The secretary’s name was Petra. She was a matronly lady of about fifty who had been with Mr Nejedlý for about four years, having previously worked as an administrator for a theatre company that lost its funding. If she hadn’t been desperate she would never have taken the job with Nejedlý who, she said, struck her all along as a wrong ’un, though she could not reall
y say why.
‘There were his friends, of course. A man is known by the company he keeps,’ she explained.
‘My mother used to say that,’ Peiperová agreed.
‘Mine too. They were rough types. Uncultured. I was surprised, because Mr Nejedlý was a theatre-goer, you know. Comedies, mostly. But not the sort to mix with hooligans like that.’
‘Did you see any evidence of girls being trafficked?’
Petra shook her head emphatically. ‘No. never. Well, when I say never, I mean hardly ever. He came in one day with a pink handbag he said had been left in one of the lorries. I asked why there would be a handbag in one of our lorries, and he said the driver must have invited a woman into his cab. Well, that was strictly against the rules, but the driver wasn’t disciplined for it, so you have to wonder, don’t you?’
‘But you didn’t mention this to anyone?’
‘There’s no-one to mention it to, dear. There’s me and there’s Mr Nejedlý. The drivers and warehousemen rarely come in.’
‘There’s no Mrs Nejedlý?’
‘Well, there is and there isn’t. I’ve never met her, but she used to ring in if her monthly payment didn’t turn up, so I think they must be divorced. That wasn’t happening so much lately, but there was a time when it was going on most months.’

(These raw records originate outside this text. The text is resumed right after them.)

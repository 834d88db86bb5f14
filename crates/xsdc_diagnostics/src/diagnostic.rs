//! Structured diagnostic messages with severity, codes, and locations.

use crate::code::DiagnosticCode;
use crate::location::SourceLocation;
use crate::severity::Severity;
use serde::{Deserialize, Serialize};

/// A structured diagnostic message.
///
/// Diagnostics are the only mechanism for reporting user-facing problems.
/// Each diagnostic carries a severity, a unique code, a message, a source
/// location, optional notes (e.g. spelling suggestions, participating file
/// lists), and a `recovered` flag recording whether the compiler
/// substituted a safe fallback and continued past this error.
#[derive(Clone, Debug, Serialize, Deserialize)]
pub struct Diagnostic {
    /// The severity level of this diagnostic.
    pub severity: Severity,
    /// The code identifying the kind of diagnostic.
    pub code: DiagnosticCode,
    /// The main diagnostic message.
    pub message: String,
    /// Where the problem was detected.
    pub location: SourceLocation,
    /// Explanatory footnotes ("note: ...").
    pub notes: Vec<String>,
    /// Whether the compiler recovered from this error by substituting a
    /// safe fallback. Only meaningful for [`Severity::Error`].
    pub recovered: bool,
}

impl Diagnostic {
    /// Creates a new error diagnostic.
    pub fn error(code: DiagnosticCode, message: impl Into<String>, location: SourceLocation) -> Self {
        Self {
            severity: Severity::Error,
            code,
            message: message.into(),
            location,
            notes: Vec::new(),
            recovered: false,
        }
    }

    /// Creates a new warning diagnostic.
    pub fn warning(
        code: DiagnosticCode,
        message: impl Into<String>,
        location: SourceLocation,
    ) -> Self {
        Self {
            severity: Severity::Warning,
            code,
            message: message.into(),
            location,
            notes: Vec::new(),
            recovered: false,
        }
    }

    /// Adds a note to this diagnostic.
    pub fn with_note(mut self, note: impl Into<String>) -> Self {
        self.notes.push(note.into());
        self
    }

    /// Marks this error as recovered: a fallback was substituted and the
    /// compile continued.
    pub fn recovered(mut self) -> Self {
        self.recovered = true;
        self
    }
}

impl std::fmt::Display for Diagnostic {
    fn fmt(&self, f: &mut std::fmt::Formatter<'_>) -> std::fmt::Result {
        write!(
            f,
            "{}[{}]: {} ({})",
            self.severity, self.code, self.message, self.location
        )
    }
}

#[cfg(test)]
mod tests {
    use super::*;
    use crate::code::Category;

    #[test]
    fn create_error() {
        let code = DiagnosticCode::new(Category::Error, 201);
        let diag = Diagnostic::error(
            code,
            "duplicate global type",
            SourceLocation::document("file:///a.xsd"),
        );
        assert_eq!(diag.severity, Severity::Error);
        assert!(!diag.recovered);
    }

    #[test]
    fn recovered_builder() {
        let code = DiagnosticCode::new(Category::Error, 202);
        let diag = Diagnostic::error(code, "malformed ref", SourceLocation::unknown()).recovered();
        assert!(diag.recovered);
    }

    #[test]
    fn notes_accumulate() {
        let code = DiagnosticCode::new(Category::Error, 204);
        let diag = Diagnostic::error(code, "unresolved type", SourceLocation::unknown())
            .with_note("did you mean 'PurchaseOrder' (defined in file:///po.xsd)?");
        assert_eq!(diag.notes.len(), 1);
    }
}
//! End-to-end compile scenarios over in-memory document fixtures.

use std::collections::{HashMap, HashSet};
use std::sync::Arc;

use xsdc_common::ContentHash;
use xsdc_config::CompilerConfig;
use xsdc_diagnostics::DiagnosticSink;
use xsdc_document::{
    DocumentError, DocumentParser, DocumentProperties, ElementDecl, EntityResolver, ImportClause,
    IncludeClause, RawQName, RedefineClause, ResolvedEntity, SchemaDocument, TypeDecl,
};
use xsdc_state::errors::E201;
use xsdc_translate::{compile, CompileError, PriorBuild};
use xsdc_types::{ComponentKind, ComponentPayload};

/// Parser fixture: documents are prebuilt and keyed by URL; the byte
/// payload (the URL itself, so digests stay distinct) is ignored.
struct FixtureParser(HashMap<String, SchemaDocument>);

impl DocumentParser for FixtureParser {
    fn parse(&self, _bytes: &[u8], url: &str) -> Result<SchemaDocument, DocumentError> {
        self.0
            .get(url)
            .cloned()
            .ok_or_else(|| DocumentError::new(url, "unknown fixture"))
    }
}

/// Entity resolver serving each known URL as its own bytes.
struct UrlResolver(HashSet<String>);

impl EntityResolver for UrlResolver {
    fn resolve_entity(&self, _ns: Option<&str>, location: &str) -> Option<ResolvedEntity> {
        self.0
            .contains(location)
            .then(|| ResolvedEntity::Bytes(location.as_bytes().to_vec()))
    }
}

fn doc(url: &str, ns: Option<&str>) -> SchemaDocument {
    SchemaDocument::empty(
        ns.map(str::to_string),
        DocumentProperties::new(url, ContentHash::from_bytes(url.as_bytes())),
    )
}

fn type_decl(name: &str, base: Option<RawQName>) -> TypeDecl {
    TypeDecl {
        name: Some(name.to_string()),
        is_complex: true,
        base,
        line: None,
    }
}

fn element_decl(name: &str, ty: RawQName) -> ElementDecl {
    ElementDecl {
        name: Some(name.to_string()),
        ty: Some(ty),
        nested_type: None,
        line: None,
    }
}

fn fixtures(docs: Vec<SchemaDocument>) -> (FixtureParser, UrlResolver) {
    let mut map = HashMap::new();
    let mut urls = HashSet::new();
    for d in docs {
        let url = d.properties.source_url.clone();
        urls.insert(url.clone());
        map.insert(url, d);
    }
    (FixtureParser(map), UrlResolver(urls))
}

#[test]
fn import_scenario_links_element_to_type_and_tracks_dependency() {
    let mut a = doc("file:///a.xsd", Some("http://a"));
    a.types.push(type_decl("T", None));

    let mut b = doc("file:///b.xsd", Some("http://b"));
    b.imports.push(ImportClause {
        namespace: Some("http://a".to_string()),
        location: Some("file:///a.xsd".to_string()),
        line: None,
    });
    b.elements
        .push(element_decl("E", RawQName::qualified("http://a", "T")));

    let (parser, resolver) = fixtures(vec![]);
    let sink = DiagnosticSink::new();
    let out = compile(
        None,
        "scenario",
        vec![a, b],
        None,
        &CompilerConfig::default(),
        &parser,
        Some(&resolver),
        &sink,
    )
    .unwrap();

    assert!(!sink.has_errors());
    let system = out.system.expect("complete system");

    let e = system
        .container("http://b")
        .unwrap()
        .find(ComponentKind::Element, "E")
        .unwrap();
    let t = system
        .container("http://a")
        .unwrap()
        .find(ComponentKind::Type, "T")
        .unwrap();
    let ComponentPayload::Element { ty } = &e.payload else {
        panic!("E is not an element");
    };
    assert!(Arc::ptr_eq(ty.get().unwrap(), t));

    // the structural dependency b -> a is in the tracker
    let affected = out.tracker.transitive_closure(["http://a"]);
    assert!(affected.contains("http://b"));
}

#[test]
fn incremental_rebuild_carries_unaffected_namespaces_forward() {
    let mut a = doc("file:///a.xsd", Some("http://a"));
    a.types.push(type_decl("T", None));
    let mut b = doc("file:///b.xsd", Some("http://b"));
    b.imports.push(ImportClause {
        namespace: Some("http://a".to_string()),
        location: Some("file:///a.xsd".to_string()),
        line: None,
    });
    b.elements
        .push(element_decl("E", RawQName::qualified("http://a", "T")));
    let mut c = doc("file:///c.xsd", Some("http://c"));
    c.types.push(type_decl("C", None));

    let (parser, resolver) = fixtures(vec![]);
    let sink = DiagnosticSink::new();
    let config = CompilerConfig::default();
    let out = compile(
        None,
        "scenario",
        vec![a, b.clone(), c],
        None,
        &config,
        &parser,
        Some(&resolver),
        &sink,
    )
    .unwrap();
    let system = out.system.unwrap();

    // editing a.xsd implicates http://b but not http://c
    let stale = out.tracker.transitive_closure(["http://a"]);
    assert!(stale.contains("http://b"));
    assert!(!stale.contains("http://c"));

    // recompile only the stale namespaces' documents
    let mut a2 = doc("file:///a.xsd", Some("http://a"));
    a2.types.push(type_decl("T", None));
    a2.types.push(type_decl("T2", None));

    let sink2 = DiagnosticSink::new();
    let out2 = compile(
        Some(PriorBuild {
            system,
            tracker: out.tracker,
        }),
        "scenario",
        vec![a2, b],
        None,
        &config,
        &parser,
        Some(&resolver),
        &sink2,
    )
    .unwrap();
    assert!(!sink2.has_errors());
    let system2 = out2.system.unwrap();

    // http://c was carried forward untouched
    assert!(system2.defines_namespace("http://c"));
    assert!(system2
        .container("http://c")
        .unwrap()
        .find(ComponentKind::Type, "C")
        .is_some());

    // the rebuilt namespaces see the new definitions
    assert!(system2
        .container("http://a")
        .unwrap()
        .find(ComponentKind::Type, "T2")
        .is_some());
    let e = system2
        .container("http://b")
        .unwrap()
        .find(ComponentKind::Element, "E")
        .unwrap();
    let t = system2
        .container("http://a")
        .unwrap()
        .find(ComponentKind::Type, "T")
        .unwrap();
    let ComponentPayload::Element { ty } = &e.payload else {
        panic!("E is not an element");
    };
    assert!(Arc::ptr_eq(ty.get().unwrap(), t));
}

#[test]
fn redefinition_chain_applies_base_to_derived() {
    // a redefines b, b redefines c; c holds the original X
    let mut a = doc("file:///a.xsd", Some("http://r"));
    a.redefines.push(RedefineClause {
        location: "file:///b.xsd".to_string(),
        types: vec![type_decl("X", Some(RawQName::unqualified("X")))],
        model_groups: vec![],
        attribute_groups: vec![],
        line: None,
    });
    let mut b = doc("file:///b.xsd", Some("http://r"));
    b.redefines.push(RedefineClause {
        location: "file:///c.xsd".to_string(),
        types: vec![type_decl("X", Some(RawQName::unqualified("X")))],
        model_groups: vec![],
        attribute_groups: vec![],
        line: None,
    });
    let mut c = doc("file:///c.xsd", Some("http://r"));
    c.types.push(type_decl("X", None));

    let (parser, resolver) = fixtures(vec![b, c]);
    let sink = DiagnosticSink::new();
    let out = compile(
        None,
        "redef",
        vec![a],
        None,
        &CompilerConfig::default(),
        &parser,
        Some(&resolver),
        &sink,
    )
    .unwrap();
    assert!(!sink.has_errors());
    let system = out.system.unwrap();

    // the visible X is the most derived (a's), chained back to c's
    let x = system
        .container("http://r")
        .unwrap()
        .find(ComponentKind::Type, "X")
        .unwrap();
    assert_eq!(x.source_url, "file:///a.xsd");

    let b_link = x.redefined_from.as_ref().unwrap().get().unwrap();
    assert_eq!(b_link.source_url, "file:///b.xsd");

    let c_link = b_link.redefined_from.as_ref().unwrap().get().unwrap();
    assert_eq!(c_link.source_url, "file:///c.xsd");
    assert!(c_link.redefined_from.is_none());

    // each link's base type is its prior link
    let ComponentPayload::Type { base, .. } = &x.payload else {
        panic!("X is not a type");
    };
    assert!(Arc::ptr_eq(base.as_ref().unwrap().get().unwrap(), b_link));
}

#[test]
fn chameleon_include_qualifies_definitions_under_includer() {
    let mut root = doc("file:///a.xsd", Some("http://a"));
    root.includes.push(IncludeClause {
        location: "file:///common.xsd".to_string(),
        line: None,
    });
    root.elements
        .push(element_decl("E", RawQName::unqualified("Shared")));

    let mut common = doc("file:///common.xsd", None);
    common.types.push(type_decl("Shared", None));

    let (parser, resolver) = fixtures(vec![common]);
    let sink = DiagnosticSink::new();
    let out = compile(
        None,
        "chameleon",
        vec![root],
        None,
        &CompilerConfig::default(),
        &parser,
        Some(&resolver),
        &sink,
    )
    .unwrap();
    assert!(!sink.has_errors());
    let system = out.system.unwrap();

    // the chameleon type was adopted into http://a
    let shared = system
        .container("http://a")
        .unwrap()
        .find(ComponentKind::Type, "Shared")
        .unwrap();
    assert_eq!(shared.name.namespace, "http://a");

    let e = system
        .container("http://a")
        .unwrap()
        .find(ComponentKind::Element, "E")
        .unwrap();
    let ComponentPayload::Element { ty } = &e.payload else {
        panic!("E is not an element");
    };
    assert!(Arc::ptr_eq(ty.get().unwrap(), shared));
}

#[test]
fn duplicate_definition_fails_the_compile() {
    let mut a = doc("file:///a.xsd", Some("http://a"));
    a.types.push(type_decl("T", None));
    let mut b = doc("file:///b.xsd", Some("http://a"));
    b.types.push(type_decl("T", None));

    let (parser, resolver) = fixtures(vec![]);
    let sink = DiagnosticSink::new();
    let result = compile(
        None,
        "dup",
        vec![a, b],
        None,
        &CompilerConfig::default(),
        &parser,
        Some(&resolver),
        &sink,
    );
    match result {
        Err(CompileError::Failed { first }) => assert_eq!(first.code, E201),
        other => panic!("expected a failed compile, got {:?}", other.is_ok()),
    }
}

#[test]
fn unresolved_reference_respects_partial_types_option() {
    let mut a = doc("file:///a.xsd", Some("http://a"));
    a.elements
        .push(element_decl("E", RawQName::qualified("http://a", "Missing")));

    let (parser, resolver) = fixtures(vec![]);

    // partial types off: recovered errors, no system
    let sink = DiagnosticSink::new();
    let out = compile(
        None,
        "partial",
        vec![a.clone()],
        None,
        &CompilerConfig::default(),
        &parser,
        Some(&resolver),
        &sink,
    )
    .unwrap();
    assert!(sink.has_errors());
    assert!(sink.all_recovered());
    assert!(out.system.is_none());

    // partial types on: an explicitly incomplete system
    let mut config = CompilerConfig::default();
    config.schema.partial_types = true;
    let sink = DiagnosticSink::new();
    let out = compile(
        None,
        "partial",
        vec![a],
        None,
        &config,
        &parser,
        Some(&resolver),
        &sink,
    )
    .unwrap();
    let system = out.system.unwrap();
    assert!(system.is_incomplete());
}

‘So things were getting better?’
‘I didn’t see how. There wasn’t much more business. Of course, from what you’ve said I can see how it might be. Mr Nejedlý was running out of space to keep all these plums he was importing. He gave me a load of tins and he donated some to a homeless shelter, but he kept bringing them in, even though they weren’t selling. At least, not as fast as they were arriving. But I suppose you can’t ship girls in empty trucks, can you? They need something to hide behind. I blame those foreigners downstairs. I bet they got him into this.’
‘So can you give us a statement describing what you saw?’
‘I didn’t really see anything. I can’t help you.’
Peiperová dipped in her bag and produced a photograph. She passed it wordlessly to Petra, who gasped and clasped her hand over her mouth.